[Dataset items]
┄┄┄┄┄┄┄┄┄┄
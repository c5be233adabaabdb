//! RPC client: one named endpoint holding a single connection to a server.
//!
//! The client keeps its connection alive on its own:
//! - A failed or dropped connection is retried after the reconnect delay,
//!   until [`RpcClient::disconnect`] is called.
//! - A heartbeat carrying the client's name is sent every heartbeat period
//!   and once right after each connect, which is how the server learns the
//!   client's name.
//!
//! # Example
//!
//! ```rust,ignore
//! use pylon_core::{Payload, Response, RpcClient, ServiceContext};
//!
//! let client = RpcClient::builder("agent1", "127.0.0.1:9000")
//!     .register_service("status", |_ctx: ServiceContext, _payload: Payload| async move {
//!         Ok(Response::ok_with("up"))
//!     })
//!     .build()?;
//! client.connect();
//! client.await_connected().await?;
//! ```

use crate::config::RpcConfig;
use crate::connection;
use crate::message::Payload;
use crate::registry::{ServiceHandler, ServiceRegistry};
use crate::response::Response;
use crate::router::ClientRouter;
use crate::{Result, RpcError};
use parking_lot::Mutex;
use std::fmt;
use std::sync::atomic::{AtomicBool, Ordering};
use std::sync::Arc;
use tokio::net::TcpStream;
use tokio::sync::watch;
use tokio::task::JoinHandle;
use tokio::time::{Instant, MissedTickBehavior};
use tracing::{debug, error, info};

/// Where the client is in its connect cycle.
#[derive(Debug, Clone, Copy, PartialEq, Eq)]
pub enum ConnectionState {
    Disconnected,
    Connecting,
    Connected,
}

impl fmt::Display for ConnectionState {
    fn fmt(&self, f: &mut fmt::Formatter<'_>) -> fmt::Result {
        let s = match self {
            ConnectionState::Disconnected => "disconnected",
            ConnectionState::Connecting => "connecting",
            ConnectionState::Connected => "connected",
        };
        f.write_str(s)
    }
}

/// Builder for [`RpcClient`].
pub struct RpcClientBuilder {
    name: String,
    server_addr: String,
    config: RpcConfig,
    registry: ServiceRegistry,
}

impl RpcClientBuilder {
    pub fn new(name: impl Into<String>, server_addr: impl Into<String>) -> Self {
        Self {
            name: name.into(),
            server_addr: server_addr.into(),
            config: RpcConfig::default(),
            registry: ServiceRegistry::new(),
        }
    }

    pub fn config(mut self, config: RpcConfig) -> Self {
        self.config = config;
        self
    }

    /// Serve `kind` requests sent by the server.
    pub fn register_service(mut self, kind: impl Into<String>, handler: impl ServiceHandler) -> Self {
        self.registry.register(kind, handler);
        self
    }

    /// Build the client without connecting it.
    ///
    /// Must be called within a Tokio runtime.
    pub fn build(self) -> Result<RpcClient> {
        self.config.validate()?;
        if self.name.is_empty() {
            return Err(RpcError::Config {
                message: "client name must not be empty".to_string(),
            });
        }

        let router = Arc::new(ClientRouter::new(
            self.name.clone(),
            self.server_addr.clone(),
            &self.config,
            self.registry,
        ));
        let (connected, _) = watch::channel(false);
        let (shutdown, shutdown_rx) = watch::channel(false);

        let inner = Arc::new(ClientInner {
            name: self.name,
            server_addr: self.server_addr,
            config: self.config,
            router,
            state: Mutex::new(ConnectionState::Disconnected),
            stopped: AtomicBool::new(false),
            connected,
            shutdown,
            heartbeat_task: Mutex::new(None),
        });

        let task = tokio::spawn(heartbeat_loop(Arc::downgrade(&inner), shutdown_rx));
        *inner.heartbeat_task.lock() = Some(task);

        Ok(RpcClient {
            _stop_on_drop: Arc::new(StopOnDrop(inner.clone())),
            inner,
        })
    }
}

/// Cloneable handle to a client endpoint.
///
/// Dropping the last clone stops the client as [`RpcClient::disconnect`]
/// would, without waiting for running handlers.
#[derive(Clone)]
pub struct RpcClient {
    inner: Arc<ClientInner>,
    _stop_on_drop: Arc<StopOnDrop>,
}

/// Shared by every [`RpcClient`] clone; the connect and reconnect tasks hold
/// only [`ClientInner`].
struct StopOnDrop(Arc<ClientInner>);

impl Drop for StopOnDrop {
    fn drop(&mut self) {
        if !self.0.stop() {
            return;
        }
        debug!(client = %self.0.name, "Client dropped, stopping");

        let router = self.0.router.clone();
        let grace = self.0.config.shutdown_grace;
        if let Ok(runtime) = tokio::runtime::Handle::try_current() {
            runtime.spawn(async move { router.shutdown(grace).await });
        }
    }
}

struct ClientInner {
    name: String,
    server_addr: String,
    config: RpcConfig,
    router: Arc<ClientRouter>,
    state: Mutex<ConnectionState>,
    stopped: AtomicBool,
    /// Flips to true on the first successful connection and stays there.
    connected: watch::Sender<bool>,
    shutdown: watch::Sender<bool>,
    heartbeat_task: Mutex<Option<JoinHandle<()>>>,
}

impl RpcClient {
    pub fn builder(name: impl Into<String>, server_addr: impl Into<String>) -> RpcClientBuilder {
        RpcClientBuilder::new(name, server_addr)
    }

    pub fn name(&self) -> &str {
        &self.inner.name
    }

    pub fn server_addr(&self) -> &str {
        &self.inner.server_addr
    }

    pub fn state(&self) -> ConnectionState {
        *self.inner.state.lock()
    }

    /// Whether calls to the server would currently be attempted.
    pub fn is_live(&self) -> bool {
        self.inner.router.is_live()
    }

    pub fn is_stopped(&self) -> bool {
        self.inner.stopped.load(Ordering::Acquire)
    }

    /// Start connecting in the background.
    ///
    /// No-op while already connecting or connected, and after
    /// [`disconnect`](Self::disconnect).
    pub fn connect(&self) {
        ClientInner::connect(&self.inner);
    }

    /// Wait until the first connection has been established.
    ///
    /// Fails with [`RpcError::Stopped`] if the client is disconnected first.
    pub async fn await_connected(&self) -> Result<()> {
        let mut connected = self.inner.connected.subscribe();
        let mut shutdown = self.inner.shutdown.subscribe();
        loop {
            if *connected.borrow_and_update() {
                return Ok(());
            }
            if *shutdown.borrow_and_update() {
                return Err(RpcError::Stopped);
            }
            tokio::select! {
                changed = connected.changed() => {
                    if changed.is_err() {
                        return Err(RpcError::Stopped);
                    }
                }
                _ = shutdown.changed() => {}
            }
        }
    }

    /// Call `kind` on the server and wait for its response.
    pub async fn send_to_server(&self, kind: &str, payload: Payload) -> Result<Response> {
        if self.is_stopped() {
            return Err(RpcError::Stopped);
        }
        self.inner.router.send(kind, &payload).await
    }

    /// Send one heartbeat now, outside the periodic schedule.
    pub async fn heartbeat(&self) -> Result<()> {
        self.inner.router.heartbeat().await
    }

    /// Stop reconnecting, close the connection and fail outstanding calls.
    pub async fn disconnect(&self) {
        if !self.inner.stop() {
            return;
        }
        info!(client = %self.inner.name, "Disconnecting from {}", self.inner.server_addr);

        self.inner
            .router
            .shutdown(self.inner.config.shutdown_grace)
            .await;
    }
}

impl fmt::Debug for RpcClient {
    fn fmt(&self, f: &mut fmt::Formatter<'_>) -> fmt::Result {
        f.debug_struct("RpcClient")
            .field("name", &self.inner.name)
            .field("server_addr", &self.inner.server_addr)
            .field("state", &self.state())
            .finish()
    }
}

impl ClientInner {
    fn is_stopped(&self) -> bool {
        self.stopped.load(Ordering::Acquire)
    }

    /// Stop reconnecting and heartbeats and close the live connection.
    ///
    /// Returns false if the client was already stopped.
    fn stop(&self) -> bool {
        if self.stopped.swap(true, Ordering::AcqRel) {
            return false;
        }
        self.shutdown.send_replace(true);
        if let Some(task) = self.heartbeat_task.lock().take() {
            task.abort();
        }
        self.router.close();
        true
    }

    fn connect(self: &Arc<Self>) {
        if self.is_stopped() {
            return;
        }
        {
            let mut state = self.state.lock();
            if *state != ConnectionState::Disconnected {
                return;
            }
            *state = ConnectionState::Connecting;
        }

        let inner = self.clone();
        tokio::spawn(async move { inner.run_connection().await });
    }

    async fn run_connection(self: Arc<Self>) {
        debug!(client = %self.name, "Connecting to {}", self.server_addr);

        match tokio::time::timeout(self.config.connect_timeout, TcpStream::connect(&self.server_addr)).await {
            Ok(Ok(stream)) if !self.is_stopped() => {
                *self.state.lock() = ConnectionState::Connected;
                self.connected.send_replace(true);
                info!(client = %self.name, "Connect to server {} success", self.server_addr);

                connection::drive(stream, self.router.clone(), &self.config).await;
            }
            Ok(Ok(_)) => {}
            Ok(Err(e)) => {
                error!(client = %self.name, "Connect to server {} failed: {}", self.server_addr, e);
            }
            Err(_) => {
                error!(
                    client = %self.name,
                    "Connect to server {} timed out after {:?}",
                    self.server_addr,
                    self.config.connect_timeout
                );
            }
        }

        *self.state.lock() = ConnectionState::Disconnected;
        self.schedule_reconnect();
    }

    fn schedule_reconnect(self: &Arc<Self>) {
        if self.is_stopped() {
            return;
        }
        debug!(
            client = %self.name,
            "Reconnecting to {} in {:?}",
            self.server_addr,
            self.config.reconnect_delay
        );

        let inner = self.clone();
        let mut shutdown = self.shutdown.subscribe();
        tokio::spawn(async move {
            tokio::select! {
                _ = tokio::time::sleep(inner.config.reconnect_delay) => inner.connect(),
                _ = shutdown.changed() => {}
            }
        });
    }
}

async fn heartbeat_loop(inner: std::sync::Weak<ClientInner>, mut shutdown: watch::Receiver<bool>) {
    let (router, period) = match inner.upgrade() {
        Some(inner) => (inner.router.clone(), inner.config.heartbeat_period),
        None => return,
    };
    let mut ticker = tokio::time::interval_at(Instant::now() + period, period);
    ticker.set_missed_tick_behavior(MissedTickBehavior::Delay);

    loop {
        tokio::select! {
            _ = ticker.tick() => {}
            _ = router.heartbeat_requested() => {}
            _ = shutdown.changed() => break,
        }

        let connected = match inner.upgrade() {
            Some(inner) => *inner.state.lock() == ConnectionState::Connected,
            None => break,
        };
        if connected {
            let _ = router.heartbeat().await;
        }
    }
}

#[cfg(test)]
mod tests {
    use super::*;
    use std::time::Duration;

    #[tokio::test]
    async fn test_build_rejects_empty_name() {
        assert!(matches!(
            RpcClient::builder("", "127.0.0.1:1").build(),
            Err(RpcError::Config { .. })
        ));
    }

    #[tokio::test]
    async fn test_send_before_connect_not_active() {
        let client = RpcClient::builder("agent1", "127.0.0.1:1").build().unwrap();
        assert_eq!(client.state(), ConnectionState::Disconnected);

        let result = client.send_to_server("status", Payload::new()).await;
        assert!(matches!(result, Err(RpcError::ConnectionNotActive { .. })));
        client.disconnect().await;
    }

    #[tokio::test]
    async fn test_await_connected_fails_after_disconnect() {
        let client = RpcClient::builder("agent1", "127.0.0.1:1")
            .config(RpcConfig::default().with_shutdown_grace(Duration::from_millis(10)))
            .build()
            .unwrap();

        let waiter = {
            let client = client.clone();
            tokio::spawn(async move { client.await_connected().await })
        };
        client.disconnect().await;

        assert!(matches!(waiter.await.unwrap(), Err(RpcError::Stopped)));
        assert!(matches!(
            client.send_to_server("status", Payload::new()).await,
            Err(RpcError::Stopped)
        ));
    }

    #[tokio::test]
    async fn test_dropping_last_handle_stops_client() {
        let client = RpcClient::builder("agent1", "127.0.0.1:1")
            .config(RpcConfig::default().with_reconnect_delay(Duration::from_millis(10)))
            .build()
            .unwrap();
        let inner = client.inner.clone();
        let copy = client.clone();

        client.connect();
        drop(client);
        assert!(!inner.is_stopped());

        drop(copy);
        assert!(inner.is_stopped());
        assert!(*inner.shutdown.borrow());
        assert!(inner.heartbeat_task.lock().is_none());
    }

    #[tokio::test]
    async fn test_connect_after_disconnect_is_noop() {
        let client = RpcClient::builder("agent1", "127.0.0.1:1").build().unwrap();
        client.disconnect().await;
        client.connect();
        assert_eq!(client.state(), ConnectionState::Disconnected);
    }
}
┄┄┄┄┄┄┄┄┄┄
=== ACTIVITY ===
Nothing but the lines above from the one containing "fn drop(&mut self)" through the one containing "let grace = self.0.config.shutdown_grace;" should appear in the answer, each repeated exactly.

=== ANSWER AREA ===
    fn drop(&mut self) {
        if !self.0.stop() {
            return;
        }
        debug!(client = %self.0.name, "Client dropped, stopping");

        let router = self.0.router.clone();
        let grace = self.0.config.shutdown_grace;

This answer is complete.